Records for this task below:

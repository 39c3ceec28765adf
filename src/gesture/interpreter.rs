// SPDX-License-Identifier: MPL-2.0
//! Translation of raw pinch events into transform signals.
//!
//! The interpreter owns a single piece of state: the anchor locked for the
//! gesture in progress. Everything else is derived from the incoming event.

use super::{GestureState, NormalizedPoint, PinchEvent, SurfaceSize, TransformSignal};
use iced::Point;

/// Converts pinch events into [`TransformSignal`]s, locking the anchor at the
/// first live event of each gesture.
#[derive(Debug, Clone, Default)]
pub struct GestureInterpreter {
    locked_anchor: Option<NormalizedPoint>,
}

impl GestureInterpreter {
    #[must_use]
    pub fn new() -> Self {
        Self::default()
    }

    /// Anchor locked for the current gesture, if any.
    #[must_use]
    pub fn locked_anchor(&self) -> Option<NormalizedPoint> {
        self.locked_anchor
    }

    /// Interprets a [`PinchEvent`] reported by a gesture source.
    pub fn on_pinch(&mut self, event: &PinchEvent) -> Option<TransformSignal> {
        self.on_gesture_event(
            event.state,
            event.scale_factor,
            event.location,
            event.surface,
        )
    }

    /// Interprets one gesture callback.
    ///
    /// Returns `None` when the event must be skipped: a surface without area, a
    /// non-positive or non-finite scale factor, or a non-finite location. A
    /// skipped event leaves the locked anchor untouched.
    pub fn on_gesture_event(
        &mut self,
        state: GestureState,
        raw_scale_factor: f32,
        location: Point,
        surface: SurfaceSize,
    ) -> Option<TransformSignal> {
        if surface.is_degenerate() {
            log::trace!("skipping {state:?} pinch event on degenerate surface {surface:?}");
            return None;
        }

        match state {
            GestureState::Began | GestureState::Changed => {
                if !raw_scale_factor.is_finite() || raw_scale_factor <= 0.0 {
                    log::trace!("skipping {state:?} pinch event with scale {raw_scale_factor}");
                    return None;
                }
                let computed = NormalizedPoint::from_location(location, surface)?;

                // Began opens a new gesture; a lock left over from one that never
                // reported its end must not leak into it.
                if state == GestureState::Began {
                    self.locked_anchor = None;
                }
                let anchor = *self.locked_anchor.get_or_insert(computed);

                Some(TransformSignal {
                    scale_delta: raw_scale_factor - 1.0,
                    anchor: Some(anchor),
                })
            }
            GestureState::Ended | GestureState::Cancelled => {
                self.locked_anchor = None;
                Some(TransformSignal::RESET)
            }
        }
    }
}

End of Records for this task.

**The task:**
Nothing may be left out or altered: reproduce the complete listing.

**Solution below:**
repository 39c3ceec28765adf
filename src/gesture/interpreter.rs
// SPDX-License-Identifier: MPL-2.0
//! Translation of raw pinch events into transform signals.
//!
//! The interpreter owns a single piece of state: the anchor locked for the
//! gesture in progress. Everything else is derived from the incoming event.

use super::{GestureState, NormalizedPoint, PinchEvent, SurfaceSize, TransformSignal};
use iced::Point;

/// Converts pinch events into [`TransformSignal`]s, locking the anchor at the
/// first live event of each gesture.
#[derive(Debug, Clone, Default)]
pub struct GestureInterpreter {
    locked_anchor: Option<NormalizedPoint>,
}

impl GestureInterpreter {
    #[must_use]
    pub fn new() -> Self {
        Self::default()
    }

    /// Anchor locked for the current gesture, if any.
    #[must_use]
    pub fn locked_anchor(&self) -> Option<NormalizedPoint> {
        self.locked_anchor
    }

    /// Interprets a [`PinchEvent`] reported by a gesture source.
    pub fn on_pinch(&mut self, event: &PinchEvent) -> Option<TransformSignal> {
        self.on_gesture_event(
            event.state,
            event.scale_factor,
            event.location,
            event.surface,
        )
    }

    /// Interprets one gesture callback.
    ///
    /// Returns `None` when the event must be skipped: a surface without area, a
    /// non-positive or non-finite scale factor, or a non-finite location. A
    /// skipped event leaves the locked anchor untouched.
    pub fn on_gesture_event(
        &mut self,
        state: GestureState,
        raw_scale_factor: f32,
        location: Point,
        surface: SurfaceSize,
    ) -> Option<TransformSignal> {
        if surface.is_degenerate() {
            log::trace!("skipping {state:?} pinch event on degenerate surface {surface:?}");
            return None;
        }

        match state {
            GestureState::Began | GestureState::Changed => {
                if !raw_scale_factor.is_finite() || raw_scale_factor <= 0.0 {
                    log::trace!("skipping {state:?} pinch event with scale {raw_scale_factor}");
                    return None;
                }
                let computed = NormalizedPoint::from_location(location, surface)?;

                // Began opens a new gesture; a lock left over from one that never
                // reported its end must not leak into it.
                if state == GestureState::Began {
                    self.locked_anchor = None;
                }
                let anchor = *self.locked_anchor.get_or_insert(computed);

                Some(TransformSignal {
                    scale_delta: raw_scale_factor - 1.0,
                    anchor: Some(anchor),
                })
            }
            GestureState::Ended | GestureState::Cancelled => {
                self.locked_anchor = None;
                Some(TransformSignal::RESET)
            }
        }
    }
}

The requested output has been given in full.